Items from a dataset

------------------------------------------------

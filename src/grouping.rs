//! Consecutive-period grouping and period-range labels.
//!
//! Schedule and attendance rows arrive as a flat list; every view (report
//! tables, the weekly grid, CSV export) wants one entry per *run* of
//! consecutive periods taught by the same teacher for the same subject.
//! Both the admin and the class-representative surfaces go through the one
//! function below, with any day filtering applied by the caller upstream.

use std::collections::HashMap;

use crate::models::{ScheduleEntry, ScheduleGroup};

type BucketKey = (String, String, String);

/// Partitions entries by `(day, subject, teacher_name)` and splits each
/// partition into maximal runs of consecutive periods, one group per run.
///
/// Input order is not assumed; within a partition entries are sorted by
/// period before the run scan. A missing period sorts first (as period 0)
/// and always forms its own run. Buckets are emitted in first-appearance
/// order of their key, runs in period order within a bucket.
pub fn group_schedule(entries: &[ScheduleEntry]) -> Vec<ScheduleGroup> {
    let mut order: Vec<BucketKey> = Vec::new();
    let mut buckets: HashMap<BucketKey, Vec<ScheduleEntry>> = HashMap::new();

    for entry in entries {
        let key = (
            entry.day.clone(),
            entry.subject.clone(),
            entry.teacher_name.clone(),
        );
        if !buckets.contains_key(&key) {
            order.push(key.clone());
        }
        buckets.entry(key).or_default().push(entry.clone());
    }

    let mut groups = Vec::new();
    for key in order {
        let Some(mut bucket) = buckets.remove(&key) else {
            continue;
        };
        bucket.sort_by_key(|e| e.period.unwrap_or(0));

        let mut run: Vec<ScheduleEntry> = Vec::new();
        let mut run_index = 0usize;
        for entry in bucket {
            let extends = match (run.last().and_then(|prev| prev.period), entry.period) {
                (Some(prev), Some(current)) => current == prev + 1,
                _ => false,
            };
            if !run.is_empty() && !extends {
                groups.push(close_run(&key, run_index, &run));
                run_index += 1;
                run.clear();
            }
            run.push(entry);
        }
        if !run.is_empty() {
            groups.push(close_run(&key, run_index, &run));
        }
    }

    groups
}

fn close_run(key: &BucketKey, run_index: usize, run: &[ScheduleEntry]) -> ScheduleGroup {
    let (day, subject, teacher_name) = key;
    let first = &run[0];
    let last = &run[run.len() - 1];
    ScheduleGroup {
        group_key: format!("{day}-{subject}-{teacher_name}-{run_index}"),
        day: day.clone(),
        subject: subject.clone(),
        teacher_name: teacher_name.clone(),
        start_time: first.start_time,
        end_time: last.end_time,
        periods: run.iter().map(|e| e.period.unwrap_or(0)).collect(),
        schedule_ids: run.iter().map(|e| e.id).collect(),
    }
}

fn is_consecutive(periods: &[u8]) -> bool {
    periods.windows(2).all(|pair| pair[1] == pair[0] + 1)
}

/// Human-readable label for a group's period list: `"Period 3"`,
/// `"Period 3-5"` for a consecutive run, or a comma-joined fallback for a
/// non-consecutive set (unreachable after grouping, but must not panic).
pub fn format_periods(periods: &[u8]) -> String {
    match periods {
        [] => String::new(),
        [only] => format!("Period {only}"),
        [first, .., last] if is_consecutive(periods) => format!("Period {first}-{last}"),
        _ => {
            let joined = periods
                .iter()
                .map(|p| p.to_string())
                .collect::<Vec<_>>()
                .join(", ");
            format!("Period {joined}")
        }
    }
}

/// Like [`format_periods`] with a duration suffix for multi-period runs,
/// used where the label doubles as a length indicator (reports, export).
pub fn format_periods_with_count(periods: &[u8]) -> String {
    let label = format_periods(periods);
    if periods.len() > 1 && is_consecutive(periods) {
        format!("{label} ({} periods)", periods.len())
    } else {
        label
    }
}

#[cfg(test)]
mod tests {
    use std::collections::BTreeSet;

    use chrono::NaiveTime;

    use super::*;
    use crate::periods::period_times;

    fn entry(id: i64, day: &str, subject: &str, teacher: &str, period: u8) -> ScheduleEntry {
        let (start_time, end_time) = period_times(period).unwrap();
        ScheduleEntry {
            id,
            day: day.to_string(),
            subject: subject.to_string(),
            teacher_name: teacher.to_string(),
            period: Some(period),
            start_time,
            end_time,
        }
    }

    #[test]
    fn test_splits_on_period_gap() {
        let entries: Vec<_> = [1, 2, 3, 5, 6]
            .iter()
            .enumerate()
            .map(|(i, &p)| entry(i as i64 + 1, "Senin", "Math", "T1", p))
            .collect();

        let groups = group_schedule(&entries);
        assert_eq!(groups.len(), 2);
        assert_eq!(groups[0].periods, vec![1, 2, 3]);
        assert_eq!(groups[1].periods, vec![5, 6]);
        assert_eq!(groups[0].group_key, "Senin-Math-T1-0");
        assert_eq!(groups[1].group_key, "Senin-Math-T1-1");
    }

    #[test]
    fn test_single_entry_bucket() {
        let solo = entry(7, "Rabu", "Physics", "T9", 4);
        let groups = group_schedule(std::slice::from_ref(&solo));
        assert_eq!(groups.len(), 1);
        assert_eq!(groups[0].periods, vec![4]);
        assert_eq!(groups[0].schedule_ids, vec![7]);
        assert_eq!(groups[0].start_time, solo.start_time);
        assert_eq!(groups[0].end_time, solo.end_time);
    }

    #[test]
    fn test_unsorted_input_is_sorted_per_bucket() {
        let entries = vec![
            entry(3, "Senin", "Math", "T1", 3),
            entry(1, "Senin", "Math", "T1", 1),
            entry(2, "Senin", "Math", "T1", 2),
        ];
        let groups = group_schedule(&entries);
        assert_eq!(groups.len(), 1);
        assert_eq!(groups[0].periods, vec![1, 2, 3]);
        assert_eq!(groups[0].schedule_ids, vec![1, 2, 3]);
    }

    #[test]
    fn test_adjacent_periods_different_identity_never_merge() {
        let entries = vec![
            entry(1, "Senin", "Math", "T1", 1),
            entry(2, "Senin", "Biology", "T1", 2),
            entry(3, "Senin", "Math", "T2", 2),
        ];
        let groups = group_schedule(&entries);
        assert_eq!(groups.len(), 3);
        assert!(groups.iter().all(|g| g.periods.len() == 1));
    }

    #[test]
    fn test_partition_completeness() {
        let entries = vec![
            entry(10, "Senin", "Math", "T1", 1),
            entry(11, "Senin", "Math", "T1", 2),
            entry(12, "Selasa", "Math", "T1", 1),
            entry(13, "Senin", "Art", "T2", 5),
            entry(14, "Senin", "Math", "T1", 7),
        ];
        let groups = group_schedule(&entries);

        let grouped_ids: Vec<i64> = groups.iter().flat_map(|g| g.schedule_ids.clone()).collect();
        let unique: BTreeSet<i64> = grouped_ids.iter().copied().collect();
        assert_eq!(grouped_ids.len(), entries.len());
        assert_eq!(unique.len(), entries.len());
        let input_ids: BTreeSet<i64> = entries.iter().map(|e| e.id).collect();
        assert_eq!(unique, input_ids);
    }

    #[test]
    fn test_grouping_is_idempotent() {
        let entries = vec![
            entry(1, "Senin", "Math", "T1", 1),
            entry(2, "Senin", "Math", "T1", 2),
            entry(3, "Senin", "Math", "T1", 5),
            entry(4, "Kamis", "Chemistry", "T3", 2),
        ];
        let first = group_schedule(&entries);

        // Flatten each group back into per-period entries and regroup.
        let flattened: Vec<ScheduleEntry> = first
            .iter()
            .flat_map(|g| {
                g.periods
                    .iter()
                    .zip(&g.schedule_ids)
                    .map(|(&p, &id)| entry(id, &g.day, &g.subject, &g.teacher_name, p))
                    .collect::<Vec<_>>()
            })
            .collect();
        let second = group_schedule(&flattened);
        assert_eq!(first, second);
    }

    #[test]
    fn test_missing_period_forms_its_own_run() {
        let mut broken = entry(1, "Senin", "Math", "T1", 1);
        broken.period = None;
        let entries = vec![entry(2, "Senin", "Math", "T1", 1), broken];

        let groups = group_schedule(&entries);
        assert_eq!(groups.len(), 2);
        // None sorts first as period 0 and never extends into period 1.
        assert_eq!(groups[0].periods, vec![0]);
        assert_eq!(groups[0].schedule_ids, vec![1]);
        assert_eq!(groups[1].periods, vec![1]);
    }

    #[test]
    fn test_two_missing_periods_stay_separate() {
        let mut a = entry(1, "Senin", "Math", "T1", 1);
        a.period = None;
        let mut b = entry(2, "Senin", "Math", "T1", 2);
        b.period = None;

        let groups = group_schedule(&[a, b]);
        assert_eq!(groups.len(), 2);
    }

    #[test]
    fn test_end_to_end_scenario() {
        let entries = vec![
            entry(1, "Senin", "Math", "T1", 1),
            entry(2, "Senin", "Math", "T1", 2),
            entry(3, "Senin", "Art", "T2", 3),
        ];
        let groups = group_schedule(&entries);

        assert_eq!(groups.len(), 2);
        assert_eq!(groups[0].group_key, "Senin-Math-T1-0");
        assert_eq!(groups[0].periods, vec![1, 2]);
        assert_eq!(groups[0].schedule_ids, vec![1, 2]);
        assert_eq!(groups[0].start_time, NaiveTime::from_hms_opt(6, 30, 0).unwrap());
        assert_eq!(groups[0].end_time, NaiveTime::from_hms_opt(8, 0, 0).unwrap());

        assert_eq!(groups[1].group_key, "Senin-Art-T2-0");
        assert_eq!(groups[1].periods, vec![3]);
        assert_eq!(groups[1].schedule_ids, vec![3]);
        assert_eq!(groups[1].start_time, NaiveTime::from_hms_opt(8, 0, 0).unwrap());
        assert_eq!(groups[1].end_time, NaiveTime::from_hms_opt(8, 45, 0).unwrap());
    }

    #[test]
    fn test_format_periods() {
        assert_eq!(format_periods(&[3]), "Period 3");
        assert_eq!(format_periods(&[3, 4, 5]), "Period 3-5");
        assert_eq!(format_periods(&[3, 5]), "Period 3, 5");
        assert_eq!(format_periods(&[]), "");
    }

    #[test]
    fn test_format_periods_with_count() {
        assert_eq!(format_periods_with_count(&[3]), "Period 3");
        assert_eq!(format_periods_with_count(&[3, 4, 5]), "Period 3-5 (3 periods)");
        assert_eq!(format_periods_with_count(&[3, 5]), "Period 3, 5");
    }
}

------------------------------------------------

Could you output, exactly and with nothing else, the lines from the start of the records through the line containing "for entry in bucket"?

filename src/grouping.rs
//! Consecutive-period grouping and period-range labels.
//!
//! Schedule and attendance rows arrive as a flat list; every view (report
//! tables, the weekly grid, CSV export) wants one entry per *run* of
//! consecutive periods taught by the same teacher for the same subject.
//! Both the admin and the class-representative surfaces go through the one
//! function below, with any day filtering applied by the caller upstream.

use std::collections::HashMap;

use crate::models::{ScheduleEntry, ScheduleGroup};

type BucketKey = (String, String, String);

/// Partitions entries by `(day, subject, teacher_name)` and splits each
/// partition into maximal runs of consecutive periods, one group per run.
///
/// Input order is not assumed; within a partition entries are sorted by
/// period before the run scan. A missing period sorts first (as period 0)
/// and always forms its own run. Buckets are emitted in first-appearance
/// order of their key, runs in period order within a bucket.
pub fn group_schedule(entries: &[ScheduleEntry]) -> Vec<ScheduleGroup> {
    let mut order: Vec<BucketKey> = Vec::new();
    let mut buckets: HashMap<BucketKey, Vec<ScheduleEntry>> = HashMap::new();

    for entry in entries {
        let key = (
            entry.day.clone(),
            entry.subject.clone(),
            entry.teacher_name.clone(),
        );
        if !buckets.contains_key(&key) {
            order.push(key.clone());
        }
        buckets.entry(key).or_default().push(entry.clone());
    }

    let mut groups = Vec::new();
    for key in order {
        let Some(mut bucket) = buckets.remove(&key) else {
            continue;
        };
        bucket.sort_by_key(|e| e.period.unwrap_or(0));

        let mut run: Vec<ScheduleEntry> = Vec::new();
        let mut run_index = 0usize;
        for entry in bucket {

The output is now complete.